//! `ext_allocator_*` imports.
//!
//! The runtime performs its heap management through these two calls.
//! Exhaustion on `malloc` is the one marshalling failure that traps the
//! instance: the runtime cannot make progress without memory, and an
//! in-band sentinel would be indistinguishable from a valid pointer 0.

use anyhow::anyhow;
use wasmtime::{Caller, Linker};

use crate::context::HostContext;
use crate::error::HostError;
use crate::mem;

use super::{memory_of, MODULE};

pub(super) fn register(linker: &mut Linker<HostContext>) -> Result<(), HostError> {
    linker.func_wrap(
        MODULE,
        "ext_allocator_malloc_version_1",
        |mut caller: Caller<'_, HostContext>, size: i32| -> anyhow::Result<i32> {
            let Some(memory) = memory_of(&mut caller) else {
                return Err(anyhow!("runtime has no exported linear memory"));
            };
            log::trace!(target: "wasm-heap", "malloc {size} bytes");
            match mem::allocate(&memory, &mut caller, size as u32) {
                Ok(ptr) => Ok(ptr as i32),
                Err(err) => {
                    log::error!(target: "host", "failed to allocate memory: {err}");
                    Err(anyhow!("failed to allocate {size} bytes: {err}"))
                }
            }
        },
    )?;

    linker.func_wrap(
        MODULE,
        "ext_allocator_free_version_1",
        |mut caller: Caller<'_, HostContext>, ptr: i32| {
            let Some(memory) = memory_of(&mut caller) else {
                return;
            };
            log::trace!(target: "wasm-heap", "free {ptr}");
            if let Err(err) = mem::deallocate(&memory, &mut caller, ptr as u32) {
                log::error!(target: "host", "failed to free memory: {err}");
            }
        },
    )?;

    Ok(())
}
================
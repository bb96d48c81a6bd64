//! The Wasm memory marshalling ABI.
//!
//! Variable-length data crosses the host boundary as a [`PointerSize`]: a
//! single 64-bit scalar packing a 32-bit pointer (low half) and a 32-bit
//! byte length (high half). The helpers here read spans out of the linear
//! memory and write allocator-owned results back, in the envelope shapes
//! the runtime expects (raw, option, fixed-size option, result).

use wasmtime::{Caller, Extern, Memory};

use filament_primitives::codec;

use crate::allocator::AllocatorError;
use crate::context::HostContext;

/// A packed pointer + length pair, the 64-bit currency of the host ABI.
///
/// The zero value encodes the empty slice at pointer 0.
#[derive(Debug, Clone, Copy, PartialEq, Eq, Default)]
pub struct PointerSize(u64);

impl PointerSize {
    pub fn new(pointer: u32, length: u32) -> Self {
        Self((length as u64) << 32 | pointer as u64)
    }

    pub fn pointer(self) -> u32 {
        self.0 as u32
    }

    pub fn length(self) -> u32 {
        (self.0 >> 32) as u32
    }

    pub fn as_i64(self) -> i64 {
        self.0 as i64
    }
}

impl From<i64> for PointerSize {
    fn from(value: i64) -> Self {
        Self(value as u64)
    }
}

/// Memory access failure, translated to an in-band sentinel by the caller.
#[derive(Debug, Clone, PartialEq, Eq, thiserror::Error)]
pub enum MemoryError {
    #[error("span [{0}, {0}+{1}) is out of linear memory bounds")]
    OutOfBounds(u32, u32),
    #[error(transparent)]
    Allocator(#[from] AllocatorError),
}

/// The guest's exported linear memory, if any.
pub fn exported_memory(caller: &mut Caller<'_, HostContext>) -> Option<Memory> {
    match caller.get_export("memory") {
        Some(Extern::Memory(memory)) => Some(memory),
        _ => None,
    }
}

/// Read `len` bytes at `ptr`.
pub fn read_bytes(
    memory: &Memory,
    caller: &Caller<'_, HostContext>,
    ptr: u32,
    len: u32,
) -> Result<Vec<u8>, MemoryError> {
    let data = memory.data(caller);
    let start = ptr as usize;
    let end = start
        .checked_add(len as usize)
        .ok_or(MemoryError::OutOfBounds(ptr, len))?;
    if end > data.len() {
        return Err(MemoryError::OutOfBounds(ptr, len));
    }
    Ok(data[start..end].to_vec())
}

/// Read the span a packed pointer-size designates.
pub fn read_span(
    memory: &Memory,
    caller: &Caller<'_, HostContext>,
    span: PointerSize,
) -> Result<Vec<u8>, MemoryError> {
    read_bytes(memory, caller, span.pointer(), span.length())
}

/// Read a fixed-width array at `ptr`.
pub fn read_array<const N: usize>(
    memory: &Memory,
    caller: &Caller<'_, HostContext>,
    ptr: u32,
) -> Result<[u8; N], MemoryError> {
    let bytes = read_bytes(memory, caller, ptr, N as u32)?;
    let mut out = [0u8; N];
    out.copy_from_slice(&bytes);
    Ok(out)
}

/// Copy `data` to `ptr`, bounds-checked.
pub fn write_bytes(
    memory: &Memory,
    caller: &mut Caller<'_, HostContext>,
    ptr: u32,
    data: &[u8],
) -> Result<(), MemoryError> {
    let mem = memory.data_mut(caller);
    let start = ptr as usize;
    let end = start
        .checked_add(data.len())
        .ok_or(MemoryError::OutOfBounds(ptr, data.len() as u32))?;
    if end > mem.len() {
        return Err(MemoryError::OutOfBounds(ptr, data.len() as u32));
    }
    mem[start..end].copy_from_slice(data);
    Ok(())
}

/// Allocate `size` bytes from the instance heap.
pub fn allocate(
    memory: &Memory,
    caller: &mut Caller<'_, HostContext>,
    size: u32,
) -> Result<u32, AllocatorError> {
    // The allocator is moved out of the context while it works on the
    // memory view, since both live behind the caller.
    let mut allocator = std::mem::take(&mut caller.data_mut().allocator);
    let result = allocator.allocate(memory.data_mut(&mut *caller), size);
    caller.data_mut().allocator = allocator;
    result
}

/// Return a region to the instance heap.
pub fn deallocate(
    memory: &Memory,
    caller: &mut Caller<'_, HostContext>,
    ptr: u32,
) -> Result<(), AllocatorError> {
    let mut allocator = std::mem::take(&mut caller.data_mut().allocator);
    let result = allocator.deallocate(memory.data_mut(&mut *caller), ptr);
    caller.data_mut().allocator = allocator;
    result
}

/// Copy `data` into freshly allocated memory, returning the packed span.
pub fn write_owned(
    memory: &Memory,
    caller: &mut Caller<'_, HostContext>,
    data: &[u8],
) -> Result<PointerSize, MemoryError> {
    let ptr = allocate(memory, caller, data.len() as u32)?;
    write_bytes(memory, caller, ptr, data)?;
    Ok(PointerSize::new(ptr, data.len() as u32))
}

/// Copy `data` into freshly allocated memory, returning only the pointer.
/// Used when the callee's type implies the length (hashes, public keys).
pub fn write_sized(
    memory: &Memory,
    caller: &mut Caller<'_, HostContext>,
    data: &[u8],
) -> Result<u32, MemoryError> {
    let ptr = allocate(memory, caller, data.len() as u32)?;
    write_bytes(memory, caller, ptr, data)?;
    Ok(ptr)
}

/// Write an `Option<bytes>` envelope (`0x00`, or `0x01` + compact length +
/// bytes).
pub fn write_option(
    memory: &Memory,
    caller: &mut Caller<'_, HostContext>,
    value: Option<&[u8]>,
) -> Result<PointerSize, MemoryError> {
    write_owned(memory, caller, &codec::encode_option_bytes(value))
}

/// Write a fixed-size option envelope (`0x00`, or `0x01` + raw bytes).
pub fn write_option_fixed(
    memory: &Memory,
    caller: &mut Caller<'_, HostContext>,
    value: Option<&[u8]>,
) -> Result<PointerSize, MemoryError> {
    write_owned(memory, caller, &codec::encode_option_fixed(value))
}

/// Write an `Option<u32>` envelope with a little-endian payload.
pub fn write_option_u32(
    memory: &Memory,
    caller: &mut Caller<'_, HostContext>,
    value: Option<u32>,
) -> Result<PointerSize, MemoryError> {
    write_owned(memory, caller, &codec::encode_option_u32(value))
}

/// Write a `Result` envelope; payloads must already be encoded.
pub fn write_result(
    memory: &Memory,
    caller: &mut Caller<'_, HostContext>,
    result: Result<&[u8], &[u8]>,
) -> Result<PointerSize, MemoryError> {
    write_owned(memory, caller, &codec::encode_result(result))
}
================
WHAT IS REQUIRED: The word "length" may appear in several lines of the data; copy every line where it does.

OUTPUT OF THE TASK:
//! Variable-length data crosses the host boundary as a [`PointerSize`]: a
//! byte length (high half). The helpers here read spans out of the linear
/// A packed pointer + length pair, the 64-bit currency of the host ABI.
    pub fn new(pointer: u32, length: u32) -> Self {
        Self((length as u64) << 32 | pointer as u64)
    pub fn length(self) -> u32 {
    read_bytes(memory, caller, span.pointer(), span.length())
/// Used when the callee's type implies the length (hashes, public keys).
/// Write an `Option<bytes>` envelope (`0x00`, or `0x01` + compact length +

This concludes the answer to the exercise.